Exercise description:
Taking the entries below from the top, restate each line exactly and end with the line containing "#[derive(Debug, Clone, Serialize, Deserialize)]".

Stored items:
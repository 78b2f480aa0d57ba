//! Externally supplied risk model
//!
//! A small 2-layer MLP in pure Rust (Linear → ReLU → Linear → Softmax),
//! loaded from JSON. Inference runs in well under a millisecond for the
//! four-feature input, so the model variant costs nothing over the
//! heuristic at scoring time.

use super::features::Features;
use serde::{Deserialize, Serialize};
use std::path::Path;

/// 2-layer MLP over the extracted feature vector. Output is the probability
/// that the input looks vulnerable.
#[derive(Debug, Clone, Serialize, Deserialize)]
pub struct RiskModel {
    /// First layer weights [hidden_size x input_size]
    w1: Vec<Vec<f32>>,
    /// First layer bias [hidden_size]
    b1: Vec<f32>,
    /// Second layer weights [2 x hidden_size]
    w2: Vec<Vec<f32>>,
    /// Second layer bias [2]
    b2: Vec<f32>,
}

impl RiskModel {
    /// Build from explicit weights.
    pub fn with_weights(
        w1: Vec<Vec<f32>>,
        b1: Vec<f32>,
        w2: Vec<Vec<f32>>,
        b2: Vec<f32>,
    ) -> Self {
        Self { w1, b1, w2, b2 }
    }

    /// Load a serialized model from JSON.
    pub fn load(path: &Path) -> Result<Self, std::io::Error> {
        let content = std::fs::read_to_string(path)?;
        serde_json::from_str(&content)
            .map_err(|e| std::io::Error::new(std::io::ErrorKind::InvalidData, e))
    }

    /// Save the model to JSON.
    pub fn save(&self, path: &Path) -> Result<(), std::io::Error> {
        let content = serde_json::to_string_pretty(self)
            .map_err(|e| std::io::Error::new(std::io::ErrorKind::InvalidData, e))?;
        std::fs::write(path, content)
    }

    /// Probability that the features describe vulnerable code.
    pub fn predict(&self, features: &Features) -> f32 {
        let input = features.as_vec();

        // Layer 1: Linear + ReLU
        let mut hidden = vec![0.0f32; self.w1.len()];
        for (i, h) in hidden.iter_mut().enumerate() {
            let mut sum = self.b1.get(i).copied().unwrap_or(0.0);
            for (j, &x) in input.iter().enumerate() {
                if j < self.w1[i].len() {
                    sum += self.w1[i][j] * x;
                }
            }
            *h = sum.max(0.0);
        }

        // Layer 2: Linear
        let mut logits = [0.0f32; 2];
        for (i, logit) in logits.iter_mut().enumerate() {
            let mut sum = self.b2.get(i).copied().unwrap_or(0.0);
            if let Some(row) = self.w2.get(i) {
                for (j, &h) in hidden.iter().enumerate() {
                    if j < row.len() {
                        sum += row[j] * h;
                    }
                }
            }
            *logit = sum;
        }

        // Softmax; index 1 is the vulnerable class
        let max_logit = logits[0].max(logits[1]);
        let exp0 = (logits[0] - max_logit).exp();
        let exp1 = (logits[1] - max_logit).exp();
        exp1 / (exp0 + exp1)
    }
}

#[cfg(test)]
mod tests {
    use super::*;

    fn biased_model(bias_vulnerable: f32) -> RiskModel {
        RiskModel::with_weights(
            vec![vec![0.0; 4]; 3],
            vec![0.0; 3],
            vec![vec![0.0; 3], vec![0.0; 3]],
            vec![0.0, bias_vulnerable],
        )
    }

    fn zero_features() -> Features {
        Features {
            code_complexity: 0.0,
            input_sources_count: 0.0,
            database_interactions: 0.0,
            authentication_points: 0.0,
        }
    }

    #[test]
    fn test_prediction_is_probability() {
        let model = biased_model(0.0);
        let p = model.predict(&zero_features());
        assert!((p - 0.5).abs() < 1e-6, "symmetric logits give 0.5, got {}", p);
    }

    #[test]
    fn test_bias_shifts_prediction() {
        let high = biased_model(4.0).predict(&zero_features());
        let low = biased_model(-4.0).predict(&zero_features());
        assert!(high > 0.9);
        assert!(low < 0.1);
    }

    #[test]
    fn test_json_roundtrip() {
        let dir = tempfile::tempdir().unwrap();
        let path = dir.path().join("model.json");
        let model = biased_model(1.5);
        model.save(&path).unwrap();

        let loaded = RiskModel::load(&path).unwrap();
        let p_original = model.predict(&zero_features());
        let p_loaded = loaded.predict(&zero_features());
        assert!((p_original - p_loaded).abs() < 1e-6);
    }

    #[test]
    fn test_load_missing_file_errors() {
        assert!(RiskModel::load(Path::new("/no/such/model.json")).is_err());
    }
}
//! `scan` command: static scanning of a file or directory tree

use crate::corpus::Corpus;
use crate::reporters;
use crate::scanner::Scanner;
use anyhow::{Context, Result};
use std::path::PathBuf;

#[derive(clap::Args, Debug)]
pub struct ScanArgs {
    /// File or directory to scan
    #[arg(default_value = ".")]
    pub path: PathBuf,

    /// Output format: text, json
    #[arg(long, short = 'f', default_value = "json", value_parser = ["text", "json"])]
    pub format: String,

    /// Write the report to FILE instead of stdout
    #[arg(long, short = 'o', value_name = "FILE")]
    pub output: Option<PathBuf>,

    /// Exit with code 1 if any finding is produced (CI gate)
    #[arg(long)]
    pub fail_on_findings: bool,

    /// File extensions to scan (default: py java js ts php rb go cs)
    #[arg(long, num_args = 1..)]
    pub extensions: Vec<String>,

    /// Load pattern rules from a TOML corpus file instead of the built-ins
    #[arg(long, value_name = "FILE")]
    pub rules: Option<PathBuf>,

    /// Number of parallel workers (1-64)
    #[arg(long, default_value = "8", value_parser = super::parse_workers)]
    pub workers: usize,
}

pub(crate) fn run(args: &ScanArgs) -> Result<i32> {
    let corpus = match &args.rules {
        Some(path) => Corpus::load(path)
            .with_context(|| format!("failed to load corpus from {}", path.display()))?,
        None => Corpus::default(),
    };

    // First caller wins; later invocations in-process keep the existing pool.
    let _ = rayon::ThreadPoolBuilder::new()
        .num_threads(args.workers)
        .build_global();

    let scanner = Scanner::from_corpus(&corpus)?;
    let findings = scanner.scan_path(&args.path, &args.extensions);

    let rendered = reporters::report(&findings, &args.format)?;
    super::emit_report(&rendered, args.output.as_deref(), findings.len())?;

    Ok(if args.fail_on_findings && !findings.is_empty() {
        1
    } else {
        0
    })
}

Task response:
repository 78b2f480aa0d57ba
//! Externally supplied risk model
//!
//! A small 2-layer MLP in pure Rust (Linear → ReLU → Linear → Softmax),
//! loaded from JSON. Inference runs in well under a millisecond for the
//! four-feature input, so the model variant costs nothing over the
//! heuristic at scoring time.

use super::features::Features;
use serde::{Deserialize, Serialize};
use std::path::Path;

/// 2-layer MLP over the extracted feature vector. Output is the probability
/// that the input looks vulnerable.
#[derive(Debug, Clone, Serialize, Deserialize)]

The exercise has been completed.